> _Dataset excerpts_
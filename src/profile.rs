use anyhow::{Context, Result};
use serde::{Deserialize, Serialize};
use std::collections::BTreeSet;
use std::fmt;
use std::path::Path;

/// Health conditions offered by the profile form.
#[derive(Debug, Clone, Copy, PartialEq, Eq, PartialOrd, Ord, Hash, Serialize, Deserialize)]
pub enum Condition {
    #[serde(rename = "Type 1 Diabetes")]
    Type1Diabetes,
    #[serde(rename = "Type 2 Diabetes")]
    Type2Diabetes,
    #[serde(rename = "High Blood Pressure")]
    HighBloodPressure,
    #[serde(rename = "Kidney Disease")]
    KidneyDisease,
    #[serde(rename = "Heart Disease")]
    HeartDisease,
    #[serde(rename = "High Cholesterol")]
    HighCholesterol,
    #[serde(rename = "Obesity")]
    Obesity,
}

impl Condition {
    pub const ALL: [Condition; 7] = [
        Condition::Type1Diabetes,
        Condition::Type2Diabetes,
        Condition::HighBloodPressure,
        Condition::KidneyDisease,
        Condition::HeartDisease,
        Condition::HighCholesterol,
        Condition::Obesity,
    ];

    pub fn name(&self) -> &'static str {
        match self {
            Condition::Type1Diabetes => "Type 1 Diabetes",
            Condition::Type2Diabetes => "Type 2 Diabetes",
            Condition::HighBloodPressure => "High Blood Pressure",
            Condition::KidneyDisease => "Kidney Disease",
            Condition::HeartDisease => "Heart Disease",
            Condition::HighCholesterol => "High Cholesterol",
            Condition::Obesity => "Obesity",
        }
    }
}

impl fmt::Display for Condition {
    fn fmt(&self, f: &mut fmt::Formatter<'_>) -> fmt::Result {
        f.write_str(self.name())
    }
}

#[derive(Debug, thiserror::Error, PartialEq)]
pub enum ProfileError {
    #[error("{field} must be a positive number, got {value}")]
    NonPositive { field: &'static str, value: f32 },
}

/// The user's medical and dietary attributes. Built once per session and
/// only read afterwards.
#[derive(Debug, Clone, PartialEq, Serialize, Deserialize)]
#[serde(rename_all = "camelCase", default)]
pub struct Profile {
    pub conditions: BTreeSet<Condition>,
    pub medications: Vec<String>,
    pub allergies: BTreeSet<String>,
    pub dietary_restrictions: BTreeSet<String>,
    pub target_calories: f32,
    /// Daily sodium limit in mg.
    pub sodium_limit: f32,
    /// Daily sugar limit in g.
    pub sugar_limit: f32,
    pub age: u32,
    /// kg
    pub weight: f32,
    /// cm
    pub height: f32,
}

impl Default for Profile {
    fn default() -> Self {
        Self {
            conditions: BTreeSet::new(),
            medications: Vec::new(),
            allergies: BTreeSet::new(),
            dietary_restrictions: BTreeSet::new(),
            target_calories: 2000.0,
            sodium_limit: 2300.0,
            sugar_limit: 50.0,
            age: 30,
            weight: 70.0,
            height: 170.0,
        }
    }
}

impl Profile {
    pub fn has(&self, condition: Condition) -> bool {
        self.conditions.contains(&condition)
    }

    pub fn with_condition(mut self, condition: Condition) -> Self {
        self.conditions.insert(condition);
        self
    }

    pub fn bmi(&self) -> f32 {
        let height_m = self.height / 100.0;
        self.weight / (height_m * height_m)
    }

    /// Comma-separated condition names, or `none` when the set is empty.
    pub fn conditions_label(&self, none: &str) -> String {
        if self.conditions.is_empty() {
            return none.to_string();
        }
        self.conditions
            .iter()
            .map(Condition::name)
            .collect::<Vec<_>>()
            .join(", ")
    }

    pub fn allergies_label(&self, none: &str) -> String {
        if self.allergies.is_empty() {
            return none.to_string();
        }
        self.allergies.iter().cloned().collect::<Vec<_>>().join(", ")
    }

    pub fn validate(&self) -> Result<(), ProfileError> {
        let checks = [
            ("targetCalories", self.target_calories),
            ("sodiumLimit", self.sodium_limit),
            ("sugarLimit", self.sugar_limit),
            ("weight", self.weight),
            ("height", self.height),
        ];
        for (field, value) in checks {
            if !value.is_finite() || value <= 0.0 {
                return Err(ProfileError::NonPositive { field, value });
            }
        }
        Ok(())
    }
}

pub async fn load_profile(path: &Path) -> Result<Profile> {
    let raw = tokio::fs::read_to_string(path)
        .await
        .with_context(|| format!("Failed to read profile file {:?}", path))?;
    let profile: Profile = serde_json::from_str(&raw)
        .with_context(|| format!("Profile file {:?} is not a valid profile", path))?;
    profile
        .validate()
        .with_context(|| format!("Profile file {:?} failed validation", path))?;
    tracing::debug!(conditions = profile.conditions.len(), "profile loaded");
    Ok(profile)
}
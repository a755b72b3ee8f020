//! Canned, profile-aware advice used when the model is unavailable.
//!
//! Each topic owns a keyword list, matched on word boundaries. The topic with
//! the most keyword hits in the question wins; equal hit counts go to the topic
//! listed first in [`TOPIC_PRIORITY`]. A question that mentions sodium always
//! gets the user's sodium limit, whichever topic won.

use regex::Regex;
use std::sync::LazyLock;

use crate::nutrition::NutritionRecord;
use crate::profile::{Condition, Profile};

#[derive(Debug, Clone, Copy, PartialEq, Eq)]
pub enum Topic {
    MealPlan,
    Sodium,
    Sugar,
    Weight,
    Avoid,
    Healthy,
    Exercise,
}

/// Tie-break order, highest priority first.
pub const TOPIC_PRIORITY: [Topic; 7] = [
    Topic::MealPlan,
    Topic::Sodium,
    Topic::Sugar,
    Topic::Weight,
    Topic::Avoid,
    Topic::Healthy,
    Topic::Exercise,
];

impl Topic {
    pub fn keywords(&self) -> &'static [&'static str] {
        match self {
            Topic::MealPlan => &["meal plan", "plan", "menu", "breakfast", "lunch", "dinner"],
            Topic::Sodium => &["sodium", "salt", "salty", "blood pressure"],
            Topic::Sugar => &["sugar", "glucose", "diabetes", "diabetic", "sweet"],
            Topic::Weight => &["weight", "bmi", "lose", "fat"],
            Topic::Avoid => &["avoid", "should not", "shouldn't", "bad for"],
            Topic::Healthy => &["healthy", "alternative", "alternatives", "better", "substitute"],
            Topic::Exercise => &["exercise", "workout", "walk", "walking", "activity"],
        }
    }

    /// Number of this topic's keywords present as whole words in already
    /// lower-cased text.
    pub fn score(&self, lowered: &str) -> usize {
        KEYWORD_PATTERNS
            .iter()
            .filter(|(topic, pattern)| topic == self && pattern.is_match(lowered))
            .count()
    }
}

static KEYWORD_PATTERNS: LazyLock<Vec<(Topic, Regex)>> = LazyLock::new(|| {
    TOPIC_PRIORITY
        .iter()
        .flat_map(|topic| {
            topic.keywords().iter().map(move |keyword| {
                let pattern = format!(r"\b{}\b", regex::escape(keyword));
                (*topic, Regex::new(&pattern).unwrap())
            })
        })
        .collect()
});

/// Picks the topic for a question, or `None` when no keyword matches.
pub fn select_topic(question: &str) -> Option<Topic> {
    let lowered = question.to_lowercase();
    let mut best: Option<(Topic, usize)> = None;
    for topic in TOPIC_PRIORITY {
        let score = topic.score(&lowered);
        if score > 0 && best.map_or(true, |(_, top)| score > top) {
            best = Some((topic, score));
        }
    }
    best.map(|(topic, _)| topic)
}

fn conditions_or_none(profile: &Profile) -> String {
    profile.conditions_label("None")
}

fn bullet_list(lines: &[String]) -> String {
    lines.iter().map(|l| format!("• {}", l)).collect::<Vec<_>>().join("\n")
}

fn meal_plan(profile: &Profile) -> String {
    let per_meal = (profile.target_calories * 0.3).round();
    let snack = (profile.target_calories * 0.1).round();
    let mut lines = vec![
        format!("Breakfast (~{} cal): oatmeal with berries and a boiled egg", per_meal),
        format!("Lunch (~{} cal): grilled chicken salad with olive oil dressing", per_meal),
        format!("Dinner (~{} cal): baked fish with steamed vegetables and brown rice", per_meal),
        format!("Snack (~{} cal): a handful of unsalted nuts or fresh fruit", snack),
    ];
    if profile.has(Condition::Type2Diabetes) || profile.has(Condition::Type1Diabetes) {
        lines.push("Spread carbohydrates evenly across meals to keep glucose stable".to_string());
    }
    format!(
        "Here is a meal plan for your {} calorie daily target:\n{}\nKeep total sodium under {}mg and sugar under {}g.",
        profile.target_calories,
        bullet_list(&lines),
        profile.sodium_limit,
        profile.sugar_limit
    )
}

fn sodium(profile: &Profile) -> String {
    let mut text = format!(
        "For sodium reduction (your limit: {}mg/day):\n{}",
        profile.sodium_limit,
        bullet_list(&[
            "Cook at home using fresh herbs and spices".to_string(),
            "Read nutrition labels - look for <140mg per serving".to_string(),
            "Choose fresh vegetables over canned".to_string(),
            "Limit processed and restaurant foods".to_string(),
            "Use lemon, garlic, and herbs for flavor".to_string(),
        ])
    );
    if profile.has(Condition::HighBloodPressure) {
        text.push_str("\nThis is especially important for blood pressure management.");
    }
    text
}

fn sugar(profile: &Profile) -> String {
    let mut text = format!(
        "To stay under your sugar limit of {}g/day:\n{}",
        profile.sugar_limit,
        bullet_list(&[
            "Swap sugary drinks for water or unsweetened tea".to_string(),
            "Choose whole fruit instead of juice".to_string(),
            "Check labels for hidden sugars such as syrups and dextrose".to_string(),
            "Pair carbohydrates with protein or fiber".to_string(),
        ])
    );
    if profile.has(Condition::Type2Diabetes) || profile.has(Condition::Type1Diabetes) {
        text.push_str("\nMonitor your blood glucose after meals to see how foods affect you.");
    }
    text
}

fn weight(profile: &Profile) -> String {
    let bmi = profile.bmi();
    let category = match bmi {
        b if b < 18.5 => "underweight",
        b if b < 25.0 => "in the healthy range",
        b if b < 30.0 => "overweight",
        _ => "in the obese range",
    };
    format!(
        "Your BMI is {:.1} ({} kg, {} cm), which is {}. With a target of {} calories/day:\n{}",
        bmi,
        profile.weight,
        profile.height,
        category,
        profile.target_calories,
        bullet_list(&[
            "Fill half your plate with vegetables".to_string(),
            "Choose lean proteins and whole grains".to_string(),
            "Aim for gradual change of 0.5-1 kg per week".to_string(),
        ])
    )
}

fn avoid(profile: &Profile) -> String {
    let mut lines = Vec::new();
    if profile.has(Condition::HighBloodPressure) {
        lines.push(format!(
            "Salty snacks, pickles and processed meats (sodium limit {}mg)",
            profile.sodium_limit
        ));
    }
    if profile.has(Condition::Type2Diabetes) || profile.has(Condition::Type1Diabetes) {
        lines.push(format!(
            "Sugary drinks, sweets and white bread (sugar limit {}g)",
            profile.sugar_limit
        ));
    }
    if profile.has(Condition::HeartDisease) || profile.has(Condition::HighCholesterol) {
        lines.push("Fried foods and fatty cuts of meat".to_string());
    }
    if profile.has(Condition::KidneyDisease) {
        lines.push("Very high protein portions and salty foods".to_string());
    }
    for allergy in &profile.allergies {
        lines.push(format!("Anything containing {} (allergy)", allergy));
    }
    if lines.is_empty() {
        lines.push("Heavily processed foods and sugary drinks".to_string());
    }
    format!(
        "With your health profile (conditions: {}), limit or avoid:\n{}",
        conditions_or_none(profile),
        bullet_list(&lines)
    )
}

fn healthy(profile: &Profile, analysis: Option<&NutritionRecord>) -> String {
    let context = analysis
        .map(|r| format!(" instead of {} (score {}/100)", r.food_name, r.health_score))
        .unwrap_or_default();
    format!(
        "Healthier choices{} that fit your {} calorie target:\n{}",
        context,
        profile.target_calories,
        bullet_list(&[
            "Grilled chicken salad with light vinaigrette".to_string(),
            "Quinoa bowl with roasted vegetables".to_string(),
            "Baked salmon with steamed broccoli".to_string(),
            "Vegetable stir-fry over brown rice".to_string(),
        ])
    )
}

fn exercise(profile: &Profile) -> String {
    let mut text = format!(
        "At age {} with a BMI of {:.1}, aim for at least 150 minutes of moderate activity per week:\n{}",
        profile.age,
        profile.bmi(),
        bullet_list(&[
            "Brisk walking for 30 minutes, five days a week".to_string(),
            "Two short strength sessions per week".to_string(),
            "A 10-15 minute walk after meals".to_string(),
        ])
    );
    if profile.has(Condition::HeartDisease) {
        text.push_str("\nCheck with your cardiologist before starting a new routine.");
    }
    text
}

fn general(question: &str, profile: &Profile, analysis: Option<&NutritionRecord>) -> String {
    let context = analysis
        .map(|r| format!("your food analysis of {}", r.food_name))
        .unwrap_or_else(|| "your health profile".to_string());
    format!(
        "Based on your question about \"{}\" and {}, considering your health profile (age {}, weight {}kg, height {}cm, conditions: {}), I recommend consulting with your healthcare provider for personalized medical advice.",
        question,
        context,
        profile.age,
        profile.weight,
        profile.height,
        conditions_or_none(profile)
    )
}

/// Advice text for `topic`, interpolated with the profile.
pub fn topic_response(topic: Topic, profile: &Profile, analysis: Option<&NutritionRecord>) -> String {
    match topic {
        Topic::MealPlan => meal_plan(profile),
        Topic::Sodium => sodium(profile),
        Topic::Sugar => sugar(profile),
        Topic::Weight => weight(profile),
        Topic::Avoid => avoid(profile),
        Topic::Healthy => healthy(profile, analysis),
        Topic::Exercise => exercise(profile),
    }
}

fn sodium_reminder(profile: &Profile) -> String {
    format!("Keep sodium under your limit of {}mg/day.", profile.sodium_limit)
}

pub fn respond(question: &str, profile: &Profile, analysis: Option<&NutritionRecord>) -> String {
    match select_topic(question) {
        Some(topic) => {
            tracing::debug!(?topic, "answering from canned advice");
            let mut text = topic_response(topic, profile, analysis);
            // Sodium and meal plan templates already state the limit.
            let states_limit = matches!(topic, Topic::Sodium | Topic::MealPlan);
            if !states_limit && Topic::Sodium.score(&question.to_lowercase()) > 0 {
                text.push('\n');
                text.push_str(&sodium_reminder(profile));
            }
            text
        }
        None => general(question, profile, analysis),
    }
}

> _TASK TO COMPLETE_
Reproduce every line above that contains the string "fruit".

> _RESPONSE TO THIS TASK_
        format!("Snack (~{} cal): a handful of unsalted nuts or fresh fruit", snack),
            "Choose whole fruit instead of juice".to_string(),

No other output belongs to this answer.